- Problem requirements
Select, from the data, each line where "paired" occurs.

- Information given
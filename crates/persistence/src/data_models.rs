// Copyright (C) 2026 Fred Clausen
// Use of this source code is governed by an MIT-style
// license that can be found in the LICENSE file or at
// https://opensource.org/licenses/MIT.

use crate::diesel_schema::{bookings, seats, trips};
use crate::error::PersistenceError;
use diesel::prelude::*;
use num_traits::ToPrimitive;
use std::str::FromStr;
use transita_domain::{Booking, BookingStatus, Passenger, Seat, SeatState, Trip};

/// Queryable row for the `trips` table.
#[derive(Debug, Clone, Queryable)]
pub struct TripRow {
    pub trip_id: i64,
    pub name: String,
    pub bus_type: String,
    pub origin: String,
    pub destination: String,
    pub departs_at: String,
    pub total_seats: i32,
    pub price: i32,
    pub amenities: String,
    pub created_at: String,
}

impl TripRow {
    /// Converts this row into a domain `Trip`.
    ///
    /// # Errors
    ///
    /// Returns an error if a stored count does not fit the domain
    /// representation.
    pub fn into_domain(self) -> Result<Trip, PersistenceError> {
        let total_seats: u32 = self.total_seats.to_u32().ok_or_else(|| {
            PersistenceError::ReconstructionError(format!(
                "Invalid total_seats for trip {}: {}",
                self.trip_id, self.total_seats
            ))
        })?;
        let price: u32 = self.price.to_u32().ok_or_else(|| {
            PersistenceError::ReconstructionError(format!(
                "Invalid price for trip {}: {}",
                self.trip_id, self.price
            ))
        })?;

        Ok(Trip {
            trip_id: self.trip_id,
            name: self.name,
            bus_type: self.bus_type,
            origin: self.origin,
            destination: self.destination,
            departs_at: self.departs_at,
            total_seats,
            price,
            amenities: self.amenities,
            created_at: self.created_at,
        })
    }
}

/// Insertable row for the `trips` table.
#[derive(Debug, Clone, Insertable)]
#[diesel(table_name = trips)]
pub struct NewTripRow {
    pub name: String,
    pub bus_type: String,
    pub origin: String,
    pub destination: String,
    pub departs_at: String,
    pub total_seats: i32,
    pub price: i32,
    pub amenities: String,
    pub created_at: String,
}

/// Queryable row for the `seats` table.
#[derive(Debug, Clone, Queryable)]
pub struct SeatRow {
    pub seat_id: i64,
    pub trip_id: i64,
    pub seat_number: i32,
    pub status: String,
    pub is_restricted: i32,
    pub occupant_gender: Option<String>,
}

impl SeatRow {
    /// Reconstructs the seat state from the stored column pair,
    /// enforcing the status/occupant co-mutation invariant.
    ///
    /// # Errors
    ///
    /// Returns an error if the stored columns violate the invariant
    /// or carry unknown values.
    pub fn state(&self) -> Result<SeatState, PersistenceError> {
        SeatState::from_columns(&self.status, self.occupant_gender.as_deref())
            .map_err(|e| PersistenceError::ReconstructionError(e.to_string()))
    }

    /// Converts this row into a domain `Seat`.
    ///
    /// # Errors
    ///
    /// Returns an error if the stored columns cannot be reconstructed.
    pub fn into_domain(self) -> Result<Seat, PersistenceError> {
        let state: SeatState = self.state()?;
        let seat_number: u32 = self.seat_number.to_u32().ok_or_else(|| {
            PersistenceError::ReconstructionError(format!(
                "Invalid seat_number for seat {}: {}",
                self.seat_id, self.seat_number
            ))
        })?;

        Ok(Seat {
            seat_id: self.seat_id,
            trip_id: self.trip_id,
            seat_number,
            state,
            restricted: self.is_restricted != 0,
        })
    }
}

/// Insertable row for the `seats` table.
#[derive(Debug, Clone, Insertable)]
#[diesel(table_name = seats)]
pub struct NewSeatRow {
    pub trip_id: i64,
    pub seat_number: i32,
    pub status: String,
    pub is_restricted: i32,
    pub occupant_gender: Option<String>,
}

/// Queryable row for the `bookings` table.
///
/// Seat ids and passenger details are stored as JSON text.
#[derive(Debug, Clone, Queryable)]
pub struct BookingRow {
    pub booking_id: i64,
    pub user_id: i64,
    pub trip_id: i64,
    pub seat_ids: String,
    pub passenger_details: String,
    pub status: String,
    pub created_at: String,
}

impl BookingRow {
    /// Converts this row into a domain `Booking`, deserializing the
    /// JSON payload columns.
    ///
    /// # Errors
    ///
    /// Returns an error if a JSON column or the status string cannot
    /// be parsed.
    pub fn into_domain(self) -> Result<Booking, PersistenceError> {
        let seat_ids: Vec<i64> = serde_json::from_str(&self.seat_ids)?;
        let passengers: Vec<Passenger> = serde_json::from_str(&self.passenger_details)?;
        let status: BookingStatus = BookingStatus::from_str(&self.status)
            .map_err(|e| PersistenceError::ReconstructionError(e.to_string()))?;

        Ok(Booking {
            booking_id: self.booking_id,
            user_id: self.user_id,
            trip_id: self.trip_id,
            seat_ids,
            passengers,
            status,
            created_at: self.created_at,
        })
    }
}

/// Insertable row for the `bookings` table.
#[derive(Debug, Clone, Insertable)]
#[diesel(table_name = bookings)]
pub struct NewBookingRow {
    pub user_id: i64,
    pub trip_id: i64,
    pub seat_ids: String,
    pub passenger_details: String,
    pub status: String,
    pub created_at: String,
}

/// A trip paired with its derived count of available seats, as served
/// by the listing query.
#[derive(Debug, Clone, PartialEq, Eq)]
pub struct TripAvailability {
    /// The trip.
    pub trip: Trip,
    /// Count of seats currently in the `AVAILABLE` state. Snapshot
    /// only; reservations may invalidate it at any time.
    pub available_seats: u32,
}
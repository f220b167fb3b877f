// Copyright (C) 2026 Fred Clausen
// Use of this source code is governed by an MIT-style
// license that can be found in the LICENSE file or at
// https://opensource.org/licenses/MIT.

use diesel::prelude::*;
use num_traits::ToPrimitive;
use transita_domain::{Seat, SeatState, Trip};

use crate::data_models::{SeatRow, TripAvailability, TripRow};
use crate::diesel_schema::{seats, trips};
use crate::error::PersistenceError;

/// Fetches a single trip by ID.
///
/// # Arguments
///
/// * `conn` - Database connection
/// * `trip_id` - The trip ID to look up
///
/// # Errors
///
/// Returns an error if the query fails.
///
/// # Returns
///
/// `Ok(Some(trip))` if found, `Ok(None)` if no trip has that ID.
pub fn get_trip(
    conn: &mut SqliteConnection,
    trip_id: i64,
) -> Result<Option<Trip>, PersistenceError> {
    let row: Option<TripRow> = trips::table
        .filter(trips::trip_id.eq(trip_id))
        .first::<TripRow>(conn)
        .optional()?;

    row.map(TripRow::into_domain).transpose()
}

/// Lists all trips ordered by departure time, each paired with its
/// current count of available seats.
///
/// The count is a snapshot and may be stale the moment it is read;
/// only the reservation transaction decides actual seat grants.
///
/// # Arguments
///
/// * `conn` - Database connection
///
/// # Errors
///
/// Returns an error if the query fails or a stored row cannot be
/// reconstructed.
pub fn list_trips(conn: &mut SqliteConnection) -> Result<Vec<TripAvailability>, PersistenceError> {
    let trip_rows: Vec<TripRow> = trips::table
        .order(trips::departs_at.asc())
        .load::<TripRow>(conn)?;

    let mut listings: Vec<TripAvailability> = Vec::with_capacity(trip_rows.len());
    for row in trip_rows {
        let available: i64 = seats::table
            .filter(seats::trip_id.eq(row.trip_id))
            .filter(seats::status.eq(SeatState::Available.as_status_str()))
            .count()
            .get_result(conn)?;
        let available_seats: u32 = available.to_u32().ok_or_else(|| {
            PersistenceError::ReconstructionError(format!(
                "Invalid available seat count for trip {}: {available}",
                row.trip_id
            ))
        })?;

        listings.push(TripAvailability {
            trip: row.into_domain()?,
            available_seats,
        });
    }

    Ok(listings)
}

/// Fetches a trip together with its full seat map, ordered by seat
/// number.
///
/// # Arguments
///
/// * `conn` - Database connection
/// * `trip_id` - The trip ID to look up
///
/// # Errors
///
/// Returns `TripNotFound` if no trip has that ID, or an error if the
/// query fails.
pub fn get_trip_with_seats(
    conn: &mut SqliteConnection,
    trip_id: i64,
) -> Result<(Trip, Vec<Seat>), PersistenceError> {
    let trip: Trip =
        get_trip(conn, trip_id)?.ok_or(PersistenceError::TripNotFound(trip_id))?;

    let seat_rows: Vec<SeatRow> = seats::table
        .filter(seats::trip_id.eq(trip_id))
        .order(seats::seat_number.asc())
        .load::<SeatRow>(conn)?;

    let mut seat_list: Vec<Seat> = Vec::with_capacity(seat_rows.len());
    for row in seat_rows {
        seat_list.push(row.into_domain()?);
    }

    Ok((trip, seat_list))
}
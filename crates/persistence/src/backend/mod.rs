// Copyright (C) 2026 Fred Clausen
// Use of this source code is governed by an MIT-style
// license that can be found in the LICENSE file or at
// https://opensource.org/licenses/MIT.

//! Database backend-specific code.
//!
//! This module isolates backend-specific initialization, migration,
//! and helper functions that cannot be expressed in backend-agnostic
//! Diesel DSL.
//!
//! ## Backend Support
//!
//! - `sqlite` — the sole supported backend. Reservation correctness
//!   relies on `SQLite` transaction semantics: `BEGIN IMMEDIATE`
//!   acquires the write lock at transaction start, so two reservation
//!   transactions touching the same seat rows serialize, and the
//!   later one observes the earlier one's committed state.
//!
//! ## Backend-Agnostic Code
//!
//! All domain queries and mutations live in the `queries` and
//! `mutations` modules and use Diesel DSL exclusively. Backend code
//! is limited to:
//!
//! - Connection initialization
//! - Migration execution
//! - PRAGMA configuration (foreign keys, WAL, busy timeout)
//! - `last_insert_rowid()` retrieval

pub mod sqlite;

- Answer to this problem
/// A trip paired with its derived count of available seats, as served
/// Lists all trips ordered by departure time, each paired with its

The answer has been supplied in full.